In his May 1880 review of A Tramp Abroad in the Atlantic Monthly, for which he was then serving as editor-in-chief, William Dean Howells responded to what was, at the time, Mark Twain’s newest book by offering remarks that had the apparent tone of a corrective. Howells admitted that while the public’s conception of Twain was as a writer primarily, if not exclusively, of comic literature, Twain’s books were something much more. To be sure, wrote Howells, “you must laugh with him, but if you enter into the very spirit of his humor,” you sense that his is not merely comedy for its own sake. Rather, it stems “from a deep feeling” and a “personal hatred for some humbug or pretension,” which, “if he could set . . . right there would be very little laughing.”1 Several Twain scholars have pointed to this review, and to Howells’ response to The Adventures of Tom Sawyer four years earlier, as a turning point in Twain’s reception in the U.S. in the 1870s and early 1880s, marking the first recognition that Twain’s writing was much more than the effusion of a funny man and implicitly taking to task other, previous reviews for their failure to understand and appreciate Twain’s artistry.2 And, indeed, these two Howells reviews seem to validate such a reading.

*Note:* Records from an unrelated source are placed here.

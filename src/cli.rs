use std::path::PathBuf;

use clap::{Parser, Subcommand};

#[derive(Parser)]
#[command(name = "lexscroll")]
#[command(about = "Incremental search and pagination over legal-research list pages")]
#[command(version)]
pub struct Cli {
    /// Config file (default: platform config dir)
    #[arg(long, global = true)]
    pub config: Option<PathBuf>,

    #[command(subcommand)]
    pub command: Commands,
}

#[derive(Subcommand)]
pub enum Commands {
    /// Fetch a list page through the controller and print the results
    #[command(visible_alias = "b")]
    Browse {
        /// Page: acts, mappings, judgments
        page: String,

        /// Section (discriminator value), e.g. 'high' on judgments
        #[arg(short, long)]
        section: Option<String>,

        /// Filter as key=value (repeatable)
        #[arg(short, long = "filter", value_parser = parse_key_val)]
        filters: Vec<(String, String)>,

        /// Starting URL query string, as a browser would have it
        #[arg(short, long, default_value = "")]
        query: String,

        /// Number of pages to load (1 = fresh fetch only)
        #[arg(
            short = 'n',
            long,
            default_value_t = 1,
            value_parser = clap::value_parser!(u32).range(1..)
        )]
        pages: u32,

        /// Output as JSON
        #[arg(long)]
        json: bool,
    },

    /// Print the canonical URL query string for a page
    Url {
        /// Page: acts, mappings, judgments
        page: String,

        /// Incoming query string
        #[arg(default_value = "")]
        query: String,

        /// Output as JSON
        #[arg(long)]
        json: bool,
    },

    /// List pages, sections, filter fields and pagination strategies
    Sections {
        /// Only this page
        page: Option<String>,

        /// Output as JSON
        #[arg(long)]
        json: bool,
    },

    /// Manage configuration
    Config {
        #[command(subcommand)]
        action: ConfigAction,
    },
}

#[derive(Subcommand)]
pub enum ConfigAction {
    /// Show the effective configuration (token redacted)
    Show {
        /// Output as JSON
        #[arg(long)]
        json: bool,
    },
    /// Print the config file path
    Path,
}

/// Parse `key=value`
pub fn parse_key_val(s: &str) -> Result<(String, String), String> {
    let (key, value) = s
        .split_once('=')
        .ok_or_else(|| format!("expected key=value, got '{s}'"))?;
    if key.is_empty() {
        return Err(format!("empty key in '{s}'"));
    }
    Ok((key.to_string(), value.to_string()))
}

In the review of A Tramp Abroad, Howells emphasizes that Twain repeatedly addresses “matters that are . . . unfair or unnecessarily ignoble, and cry out to his love of justice.” “At the bottom of his heart,” claims Howells, Twain is “often . . . a reformer” engaged in the serious work of telling the truth about quotidian reality and social problems. Howells had actually begun this revisionist projection of Twain in his review of Tom Sawyer, in which Howells stressed that Twain’s first sole venture into novel writing was marked by a “fidelity to circumstance” that makes it “realistic in the highest degree.”